As a venture capitalist, Pascal Levensohn must be an optimist by nature. Why else would he direct his San Francisco VC fund to invest in startups that have little going for them beyond potential? But in a speech on Mar. 4, the founder and managing partner of Levensohn Venture Partners sounded downright despondent.
“Innovation, American know-how, entrepreneurs—these are the foundations of American success. But our foundations are crumbling,” Levensohn said at the Cybersecurity Applications and Technologies Conference for Homeland Security in Washington. “I firmly believe America’s innovation ecosystem is in crisis and that this crisis is becoming progressively more acute.” (His entire speech is here.)

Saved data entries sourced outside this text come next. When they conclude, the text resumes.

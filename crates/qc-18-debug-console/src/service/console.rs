//! # Debug Console Service
//!
//! Owns the process-wide pieces of the console: the key registry, the
//! event filters registered with the backend, the shared interpreter and
//! the shutdown signal. Front ends (the terminal, the socket server) only
//! open sessions on it and run them.
//!
//! ## Lifecycle
//!
//! The registry is created with the console and cleared by
//! [`DebugConsole::shutdown`]. Every session's token is a child of the
//! console's root token, so shutdown cancels all sessions at once.

use crate::domain::{ConsoleConfig, KeyRegistry, OutputSink};
use crate::ports::{EventHooks, NetworkBackend};
use crate::service::filters::{ErrorOutputSwitch, EventFilters};
use crate::service::input::{LineSource, SessionInput};
use crate::service::interpreter::CommandInterpreter;
use crate::service::session::{Session, SessionEnd, SessionKind, SessionRunner};
use std::fmt;
use std::sync::Arc;
use tokio::sync::watch;
use tokio_util::sync::CancellationToken;
use tracing::info;

pub struct DebugConsole {
    backend: Arc<dyn NetworkBackend>,
    registry: Arc<KeyRegistry>,
    config: ConsoleConfig,
    error_output: Arc<ErrorOutputSwitch>,
    runner: SessionRunner,
    root: CancellationToken,
    shutdown: watch::Sender<bool>,
}

impl DebugConsole {
    /// Builds the console and registers its event filters with `backend`.
    ///
    /// `console` receives backend error reports routed to the command line.
    pub fn new(backend: Arc<dyn NetworkBackend>, config: ConsoleConfig, console: OutputSink) -> Self {
        let registry = Arc::new(KeyRegistry::new());
        let error_output = Arc::new(ErrorOutputSwitch::new(config.error_output));
        let (shutdown, _) = watch::channel(false);

        let filters = Arc::new(EventFilters::new(
            Arc::clone(&registry),
            console,
            Arc::clone(&error_output),
        ));
        backend.register_hooks(EventHooks::from_shared(filters));

        let interpreter = Arc::new(CommandInterpreter::new(
            Arc::clone(&backend),
            Arc::clone(&registry),
            config.clone(),
            Arc::clone(&error_output),
            shutdown.clone(),
        ));
        let runner = SessionRunner::new(interpreter, config.session.show_banner);

        info!(node_id = %backend.self_node_id(), "Debug console initialised");
        Self {
            backend,
            registry,
            config,
            error_output,
            runner,
            root: CancellationToken::new(),
            shutdown,
        }
    }

    pub fn backend(&self) -> &Arc<dyn NetworkBackend> {
        &self.backend
    }

    pub fn registry(&self) -> &Arc<KeyRegistry> {
        &self.registry
    }

    pub fn config(&self) -> &ConsoleConfig {
        &self.config
    }

    pub fn error_output(&self) -> &Arc<ErrorOutputSwitch> {
        &self.error_output
    }

    /// Root token; cancelled by [`shutdown`](Self::shutdown).
    pub fn cancel_token(&self) -> &CancellationToken {
        &self.root
    }

    /// Opens a session reading from `source` and writing to `output`.
    pub fn open_session(
        &self,
        kind: SessionKind,
        source: Box<dyn LineSource>,
        output: OutputSink,
    ) -> Session {
        let input = SessionInput::new(
            source,
            self.root.child_token(),
            self.config.session.poll_interval,
        );
        Session::new(kind, input, output, Arc::clone(&self.registry))
    }

    /// Runs `session` to completion.
    pub async fn run_session(&self, session: Session) -> SessionEnd {
        self.runner.run(session).await
    }

    pub fn runner(&self) -> &SessionRunner {
        &self.runner
    }

    /// Fires when any session runs `exit` or [`shutdown`](Self::shutdown)
    /// is called.
    pub fn subscribe_shutdown(&self) -> watch::Receiver<bool> {
        self.shutdown.subscribe()
    }

    pub fn is_shutting_down(&self) -> bool {
        *self.shutdown.borrow()
    }

    /// Cancels every session and clears the registry.
    pub fn shutdown(&self) {
        info!("Shutting down debug console");
        self.shutdown.send_replace(true);
        self.root.cancel();
        self.registry.clear();
    }
}

impl fmt::Debug for DebugConsole {
    fn fmt(&self, f: &mut fmt::Formatter<'_>) -> fmt::Result {
        f.debug_struct("DebugConsole")
            .field("monitored", &self.registry.len())
            .field("cancelled", &self.root.is_cancelled())
            .finish_non_exhaustive()
    }
}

His cri de coeur reminded me of a despairing report issued last week by the Information Technology and Innovation Foundation. Titled Benchmarking EU and U.S. Innovation and Competitiveness, the report found that while the U.S. ranks sixth globally in innovation and competitiveness, its score fell further than any other nation’s in the last decade.
What's wrong with the U.S.? Levensohn said two long-term trends are converging with a new one to choke off innovation. First, corporations have been spending their research and development funds increasingly on incremental breakthroughs rather than basic science. Second, total R&D spending as a percentage of the overall economy has been shrinking, though it's rising in many other lands.
And third--and this is may be the biggest threat today--the financial crisis has turned almost everyone into a scaredy cat. With markets crumbling, few are willing to invest in anything that has even a whiff of risk.
"Precisely at the time when we most need long-term risk capital to plant the seeds for the next generation of breakthrough innovations and to fuel sustainable job growth in America," Levensohn said, "these factors have conspired to drain the risk capital that is the lifeblood of our economy. This financial dislocation dims what could otherwise be a bright future for the next generation of American entrepreneurs."
What to do? Venture capitalists, investment funds, and banks must renew their lending to startups, Levensohn said. (He didn't say anything about what he's doing with his fund's $200 million in committed capital. I wonder why not.) The federal government must also boost its R&D budget, as it is under President Barack Obama's economic stimulus package. And the U.S. must attract the smartest minds from around the world, and then entice them to stay.
Innovation and national competitiveness are vitally important to the standard of living of the U.S. Are the alarm-ringers getting the public's attention?